British bishops make ‘right to life’ priority for general election

British bishops make ‘right to life’ priority for general election Photo: Stuff.com

British bishops have made the right to life a priority for Catholics ahead of a general election in which two major political parties have promised to liberalise abortion laws.

A statement from the bishops of England and Wales put the right to life at the top of a list of key issues they want Catholic voters to raise with parliamentary candidates ahead of the December 12 election.

The bishops of Scotland also made abortion and euthanasia their primary concerns in a letter issued to voters on November 19.

Their statements came as the Labour Party and the Liberal Democrats, in their pre-election manifestoes, promised to reform abortion laws.

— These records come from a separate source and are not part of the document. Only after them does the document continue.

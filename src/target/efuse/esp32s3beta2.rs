//! eFuse definitions for the esp32s3 beta2 engineering samples
//!
//! The field map is the same as the esp32s3, only the controller lives at a
//! different address.

use super::{blocks_v2, controller_v2, esp32s3, CodingRule, EfuseBlock, EfuseLayout, MEM_SIZE_V2};
use crate::target::Chip;

pub(crate) const DR_REG_EFUSE_BASE: u32 = 0x6001_a000;

pub(crate) const BLOCKS: &[EfuseBlock] = &blocks_v2(DR_REG_EFUSE_BASE);

pub(crate) static LAYOUT: EfuseLayout = EfuseLayout {
    chip: Chip::Esp32s3beta2,
    blocks: BLOCKS,
    fields: esp32s3::FIELDS,
    controller: controller_v2(DR_REG_EFUSE_BASE),
    coding: CodingRule::ReedSolomon,
    mem_base: DR_REG_EFUSE_BASE,
    mem_size: MEM_SIZE_V2,
    flash_voltage: Some(esp32s3::FLASH_VOLTAGE),
};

Labour has pledged to remove all criminal restrictions from the law, meaning abortion would be available on demand and up to the point of birth, a policy pro-life groups say would create one of the most extreme abortion regimes in the world.

The Liberal Democrats have said they would decriminalise abortion within the first 24 weeks of pregnancy and enforce exclusion zones around every abortion clinic to stop pro-life counselling and prayer vigils.

The ruling Conservative Party was silent about abortion in its election manifesto.

Protection

The Scottish bishops said Catholics “should urge candidates to recognise human life from the moment of conception until natural death and to legislate for its protection at every stage, including protecting the unborn child, ensuring that both mother and child are accepted and loved”.

“We should remind our politicians that abortion, assisted suicide and euthanasia are, as the Church has consistently taught, always morally unacceptable,” they said. “Decriminalisation of abortion unhappily paves the way toward a legal basis for abortion on demand, for any reason, up to birth, and politicians should be urged to resist it.”

The English and Welsh bishops also asked Catholics to find out how candidates stood on the legalisation of assisted suicide and euthanasia and how they would respond to the needs of people “who are frequently neglected or discarded by society such as people with disabilities, Travellers, older people, those who are homeless, those in prison and those trapped in modern slavery”.